Der Bau der Anlage am neuen Sportplatz an der Hamburger Straße kostete 70.000 Euro - und ist einer Unterschriftenaktion zu verdanken.

Jubel bei den Nachwuchs-Skatern in Heist: Am Freitag konnte die 70.000-Euro teure Anlage von den Jungen und Mädchen im Beisein von Bürgermeister Jürgen Neumann (CDU) erstmals genutzt werden. Die Bahn wird sicherlich auch viele Sportler aus der Nachbargemeinde anziehen, denn sie befindet sich am neuen Sportplatz an der Grenze zu Moorrege.

Zur Einweihung kamen gleich drei weitere Bürgermeister auf das Gelände des TSV Heist.
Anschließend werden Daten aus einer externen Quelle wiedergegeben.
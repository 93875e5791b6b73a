//! Job table for background and suspended pipelines.
//!
//! Jobs are numbered POSIX style: the lowest free number, reused once a job
//! is gone. The table also keeps a most-recently-manipulated ordering, which
//! is what gives `[1]+` / `[2]-` markers and the default target for `fg`.
//! A detached pipeline can be parked here and taken back out when it is
//! brought to the foreground.

use std::collections::{HashMap, VecDeque};
use std::sync::{Mutex, MutexGuard};
use std::time::SystemTime;

use nix::sys::signal::Signal;
use nix::unistd::Pid;
use tracing::debug;

use oxsh_types::{JobId, JobInfo, JobStatus};

use crate::pipeline::CommandPipeline;

struct JobEntry {
    info: JobInfo,
    /// Handle for a detached pipeline, taken on foreground resume.
    pipeline: Option<CommandPipeline>,
}

impl JobEntry {
    /// A job is dead once its pipeline's last stage has ended, or, with no
    /// parked pipeline, once none of its pids exist.
    fn is_dead(&mut self) -> bool {
        match &mut self.pipeline {
            Some(pipeline) => pipeline.poll().is_some(),
            None => self
                .info
                .pids
                .iter()
                .flatten()
                .all(|&pid| nix::sys::signal::kill(Pid::from_raw(pid as i32), None).is_err()),
        }
    }

    fn signal(&self, signal: Signal) -> crate::error::ProcsResult<()> {
        match self.info.pgid {
            Some(pgid) => {
                nix::sys::signal::killpg(Pid::from_raw(pgid), signal)?;
            }
            None => {
                for pid in self.info.pids.iter().flatten() {
                    let _ = nix::sys::signal::kill(Pid::from_raw(*pid as i32), signal);
                }
            }
        }
        Ok(())
    }
}

struct TableState {
    jobs: HashMap<u64, JobEntry>,
    /// Job numbers, most recently manipulated first.
    order: VecDeque<u64>,
}

impl TableState {
    fn clear_dead(&mut self) {
        let jobs = &mut self.jobs;
        self.order.retain(|num| match jobs.get_mut(num) {
            Some(entry) => {
                if entry.is_dead() {
                    jobs.remove(num);
                    false
                } else {
                    true
                }
            }
            None => false,
        });
    }

    fn front(&mut self, num: u64) {
        self.order.retain(|&n| n != num);
        self.order.push_front(num);
    }

    fn position(&self, num: u64) -> &'static str {
        if self.order.front() == Some(&num) {
            "+"
        } else if self.order.get(1) == Some(&num) {
            "-"
        } else {
            " "
        }
    }
}

/// Session-wide registry of running, stopped, and background pipelines.
pub struct JobTable {
    inner: Mutex<TableState>,
}

impl JobTable {
    pub fn new() -> Self {
        JobTable {
            inner: Mutex::new(TableState {
                jobs: HashMap::new(),
                order: VecDeque::new(),
            }),
        }
    }

    fn lock(&self) -> MutexGuard<'_, TableState> {
        self.inner.lock().unwrap_or_else(|e| e.into_inner())
    }

    /// Register a launched pipeline, assigning the lowest free job number.
    /// `pipeline` parks a detached handle for a later [`take_pipeline`].
    ///
    /// [`take_pipeline`]: JobTable::take_pipeline
    pub fn add_job(
        &self,
        command: String,
        pids: Vec<Option<u32>>,
        pgid: Option<i32>,
        background: bool,
        pipeline: Option<CommandPipeline>,
    ) -> JobId {
        let mut state = self.lock();
        state.clear_dead();
        let mut num = 1;
        while state.jobs.contains_key(&num) {
            num += 1;
        }
        let info = JobInfo {
            id: JobId(num),
            command,
            status: JobStatus::Running,
            pids,
            pgid,
            background,
            started: SystemTime::now(),
        };
        debug!(job = num, command = %info.command, background, "job added");
        state.jobs.insert(num, JobEntry { info, pipeline });
        state.order.push_front(num);
        JobId(num)
    }

    pub fn get(&self, id: JobId) -> Option<JobInfo> {
        self.lock().jobs.get(&id.0).map(|entry| entry.info.clone())
    }

    /// Jobs in most-recently-manipulated order.
    pub fn list(&self) -> Vec<JobInfo> {
        let mut state = self.lock();
        state.clear_dead();
        state
            .order
            .iter()
            .filter_map(|num| state.jobs.get(num).map(|entry| entry.info.clone()))
            .collect()
    }

    pub fn update_status(&self, id: JobId, status: JobStatus) {
        if let Some(entry) = self.lock().jobs.get_mut(&id.0) {
            entry.info.status = status;
        }
    }

    /// The job `fg` targets by default: the most recently manipulated
    /// non-background job that is still running. Moves it to the front.
    pub fn foreground_job(&self) -> Option<JobId> {
        let mut state = self.lock();
        state.clear_dead();
        let num = state.order.iter().copied().find(|num| {
            state.jobs.get(num).is_some_and(|entry| {
                !entry.info.background && entry.info.status == JobStatus::Running
            })
        })?;
        state.front(num);
        Some(JobId(num))
    }

    /// Take a parked pipeline out for a foreground resume: the job moves to
    /// the front, drops its background mark, and reads as running.
    pub fn take_pipeline(&self, id: JobId) -> Option<CommandPipeline> {
        let mut state = self.lock();
        let entry = state.jobs.get_mut(&id.0)?;
        let pipeline = entry.pipeline.take();
        entry.info.background = false;
        entry.info.status = JobStatus::Running;
        state.front(id.0);
        pipeline
    }

    /// Park a detached pipeline's handle on an existing job.
    pub fn park_pipeline(&self, id: JobId, pipeline: CommandPipeline) {
        if let Some(entry) = self.lock().jobs.get_mut(&id.0) {
            entry.pipeline = Some(pipeline);
        }
    }

    /// Continue a stopped job and mark it running.
    pub fn continue_job(&self, id: JobId) -> crate::error::ProcsResult<()> {
        let mut state = self.lock();
        let Some(entry) = state.jobs.get_mut(&id.0) else {
            return Ok(());
        };
        entry.signal(Signal::SIGCONT)?;
        entry.info.status = JobStatus::Running;
        Ok(())
    }

    /// Deliver a signal to the job's process group, or to each pid when the
    /// job never owned a group.
    pub fn signal_job(&self, id: JobId, signal: Signal) -> crate::error::ProcsResult<()> {
        match self.lock().jobs.get(&id.0) {
            Some(entry) => entry.signal(signal),
            None => Ok(()),
        }
    }

    /// Hang up every remaining job. Called when the shell exits.
    pub fn hup_all(&self) {
        let mut state = self.lock();
        state.clear_dead();
        for entry in state.jobs.values() {
            let _ = entry.signal(Signal::SIGHUP);
        }
    }

    /// Drop finished jobs; the number of live ones left.
    pub fn clean(&self) -> usize {
        let mut state = self.lock();
        state.clear_dead();
        state.jobs.len()
    }

    /// One `jobs`-style line: `[1]+ running: sleep 10 & (4711)`.
    pub fn format_job_line(&self, id: JobId) -> Option<String> {
        let state = self.lock();
        let entry = state.jobs.get(&id.0)?;
        let info = &entry.info;
        let pos = state.position(id.0);
        let bg = if info.background { " &" } else { "" };
        let pids: Vec<String> = info.pids.iter().flatten().map(u32::to_string).collect();
        let pid = if pids.is_empty() {
            String::new()
        } else {
            format!(" ({})", pids.join(","))
        };
        Some(format!(
            "[{}]{} {}: {}{}{}",
            id.0, pos, info.status, info.command, bg, pid
        ))
    }

    /// Print the job's line to stdout, the way an interactive shell
    /// announces `&` launches.
    pub fn announce_job(&self, id: JobId) {
        if let Some(line) = self.format_job_line(id) {
            println!("{line}");
        }
    }
}

impl Default for JobTable {
    fn default() -> Self {
        Self::new()
    }
}

impl std::fmt::Debug for JobTable {
    fn fmt(&self, f: &mut std::fmt::Formatter<'_>) -> std::fmt::Result {
        let state = self.lock();
        f.debug_struct("JobTable")
            .field("jobs", &state.jobs.len())
            .finish()
    }
}

#[cfg(test)]
mod tests {
    use super::*;
    use crate::compile::{cmds_to_specs, PipelineItem};
    use crate::session::SessionContext;
    use oxsh_types::CaptureKind;

    fn live_pids() -> Vec<Option<u32>> {
        vec![Some(std::process::id())]
    }

    #[test]
    fn numbers_reuse_the_lowest_free_slot() {
        let table = JobTable::new();
        let a = table.add_job("first".into(), live_pids(), None, false, None);
        // no pids and no pipeline reads as dead on the next sweep
        let b = table.add_job("second".into(), Vec::new(), None, false, None);
        assert_eq!(a, JobId(1));
        assert_eq!(b, JobId(2));

        let c = table.add_job("third".into(), live_pids(), None, false, None);
        assert_eq!(c, JobId(2));
        assert!(table.get(JobId(1)).is_some());
    }

    #[test]
    fn job_lines_carry_position_markers() {
        let table = JobTable::new();
        let pid = std::process::id();
        let a = table.add_job("sleep 100".into(), live_pids(), None, true, None);
        let b = table.add_job("cat file".into(), live_pids(), None, false, None);

        assert_eq!(
            table.format_job_line(b).unwrap(),
            format!("[2]+ running: cat file ({pid})")
        );
        assert_eq!(
            table.format_job_line(a).unwrap(),
            format!("[1]- running: sleep 100 & ({pid})")
        );
    }

    #[test]
    fn foreground_job_skips_background_entries() {
        let table = JobTable::new();
        let fg = table.add_job("vi notes".into(), live_pids(), None, false, None);
        let bg = table.add_job("make -j".into(), live_pids(), None, true, None);

        assert_eq!(table.foreground_job(), Some(fg));
        // the pick moved it to the front
        assert_eq!(table.list()[0].id, fg);
        assert_eq!(table.get(bg).unwrap().status, JobStatus::Running);
    }

    #[test]
    fn parked_pipelines_are_taken_once() {
        let ctx = SessionContext::new();
        let specs = cmds_to_specs(
            vec![PipelineItem::command(["echo", "bg"])],
            CaptureKind::HiddenObject,
            &ctx,
        )
        .unwrap();
        let pipeline = CommandPipeline::new(specs, &ctx);
        let pids = pipeline.pids();

        let table = JobTable::new();
        let id = table.add_job("echo bg".into(), pids, None, true, Some(pipeline));
        let mut taken = table.take_pipeline(id).unwrap();
        assert!(table.take_pipeline(id).is_none());
        assert!(!table.get(id).unwrap().background);
        assert_eq!(taken.returncode(), 0);
    }

    #[test]
    fn hup_terminates_remaining_children() {
        use std::os::unix::process::ExitStatusExt;

        let mut child = std::process::Command::new("sleep")
            .arg("5")
            .spawn()
            .unwrap();
        let table = JobTable::new();
        table.add_job("sleep 5".into(), vec![Some(child.id())], None, true, None);

        table.hup_all();
        let status = child.wait().unwrap();
        assert_eq!(status.signal(), Some(libc::SIGHUP));
    }

    #[test]
    fn continue_marks_a_stopped_job_running() {
        let table = JobTable::new();
        let id = table.add_job("nap".into(), live_pids(), None, false, None);
        table.update_status(id, JobStatus::Stopped);
        assert_eq!(table.get(id).unwrap().status, JobStatus::Stopped);

        table.continue_job(id).unwrap();
        assert_eq!(table.get(id).unwrap().status, JobStatus::Running);
    }
}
Neumann begrüßte seine Amtskollegen Karl-Heinz Weinberg (CDU) aus Moorrege sowie Walter Rißler (CDU) aus Holm, der auch Amtsvorsteher ist, sowie Projektleiter Uwe Denker vom Team 7 des Amtes Moorrege.

Im Mittelpunkt aber stand Patrick Kaland. Als Neunjähriger hatte er solange Unterschriften seiner Spielgefährten gesammelt, bis er mit einer prallen gefüllten Petitionsmappe unter dem Arm in Neumanns Amtsstube aufkreuzte. Drei Monate später wurde er ungeduldig: „Wann steht das Ding endlich?“, hakte er nach.

Bis es soweit war, übte sich der Junge zwei Jahre lang in Geduld und sammelte im Umgang mit Politik und Verwaltung Erfahrungen für sein ganzes Leben. Und: „Mindestens einen Kopf größer bist du darüber geworden“, schätzte Neumann. Um so unbändiger freuten sich Patrick und seine Freunde, dass die Anlage an der Hamburger Straße ihnen endlich zur Verfügung steht. Aufmerksam nahmen sie Neumanns Erklärung an, warum so viel Zeit für den Bau notwendig war: Die Bauzeit selbst habe nicht einmal zwei Monate betragen, aber erstmal musste die Politik für das Vorhaben erwärmt werden. Die benötigten Gutachten brauchten ihre Zeit. Die Finanzierung musste auf soliden Füßen stehen. Ausschreibungen hatten ihre Fristen. Dann erst konnte Diplom-Ingenieur Diethard Possehn von der Moorreger Firma Maschmann am 1. August Maschinen und Fachkräfte in Bewegung setzen.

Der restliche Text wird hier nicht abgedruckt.